Some audience members asked why terminations would not start at the low end of the pay scale rather than the high end, and others asked that prior notice be given to the public if terminating an employee would be on the agenda of that meeting or a future meeting.

“Don’t have a closed meeting and bring up the subject of letting the administrator be terminated,” Newcomb said. “This is our lives here and our tax dollars pay for this building to be open.”

“If we do get to termination of jobs … I’d like to ask you to bring that to public knowledge out of consideration for the citizens,” Burroughs said. “The only way I found out about it was by reading the newspaper.”
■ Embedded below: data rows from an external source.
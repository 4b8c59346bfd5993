//! Pin-style icon options for the older DOM marker layer.

use crate::core::geo::Point;
use serde::{Deserialize, Serialize};

const PIN_SHADOW_BASE: &str = "https://assets.yuanshen.site/icons/loc_02_";

/// Pin background
#[derive(Debug, Clone, Copy, Default, PartialEq, Eq, Hash, Serialize, Deserialize)]
#[serde(rename_all = "lowercase")]
pub enum PinVariant {
    #[default]
    Off,
    /// Selected
    On,
    /// Bare icon without a pin
    None,
}

impl PinVariant {
    pub fn as_str(&self) -> &'static str {
        match self {
            PinVariant::Off => "off",
            PinVariant::On => "on",
            PinVariant::None => "none",
        }
    }
}

#[derive(Debug, Clone, PartialEq, Serialize, Deserialize)]
#[serde(rename_all = "camelCase")]
pub struct LegacyIconOptions {
    pub class_name: String,
    pub icon_url: Option<String>,
    pub shadow_url: Option<String>,
    pub icon_size: Point,
    pub shadow_size: Point,
    /// Icon pixel that sits on the marker position
    pub icon_anchor: Point,
    pub shadow_anchor: Point,
    /// Where popups open, relative to the icon anchor
    pub popup_anchor: Point,
}

impl LegacyIconOptions {
    pub fn new(marker_id: u64, icon_url: Option<String>, variant: PinVariant) -> Self {
        let pinned = Self {
            class_name: format!("mark-{marker_id}"),
            icon_url,
            shadow_url: Some(format!("{PIN_SHADOW_BASE}{}.png", variant.as_str())),
            icon_size: Point::new(22.0, 22.0),
            shadow_size: Point::new(32.0, 36.0),
            icon_anchor: Point::new(11.0, 30.0),
            shadow_anchor: Point::new(16.0, 35.0),
            popup_anchor: Point::new(0.0, -35.0),
        };

        match variant {
            PinVariant::Off | PinVariant::On => pinned,
            PinVariant::None => Self {
                shadow_url: None,
                icon_anchor: Point::new(11.0, 11.0),
                popup_anchor: Point::new(0.0, -22.0),
                ..pinned
            },
        }
    }

    /// Screen rectangle of the icon for a marker drawn at `anchor`
    pub fn icon_rect(&self, anchor: Point) -> (Point, Point) {
        let min = anchor.subtract(&self.icon_anchor);
        (min, min.add(&self.icon_size))
    }

    /// Screen point a popup for this icon opens at
    pub fn popup_point(&self, anchor: Point) -> Point {
        anchor.add(&self.popup_anchor)
    }
}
Specific prior notice of a job termination probably won’t happen, however, based on Cortesini’s legal advice to the council that it would not be appropriate to discuss possible terminations in public.

“There is really nothing to discuss until the council has taken action, and they have not taken action,” Cortesini said. “They need to discuss these things and then they need to take action.”

However, Skaggs-Henson emphasized that she wanted to provide general information about the city’s budget condition to the public even if specific personnel solutions would have to be discussed in closed session. Skaggs-Henson reminded audience members that she had asked the city’s auditor to make his presentation in public before staff cuts were considered.

“I think it would have been wrong as a council to vote to terminate a position without the public being made aware that we even have these problems and that we were even considering it,” Skaggs-Henson said.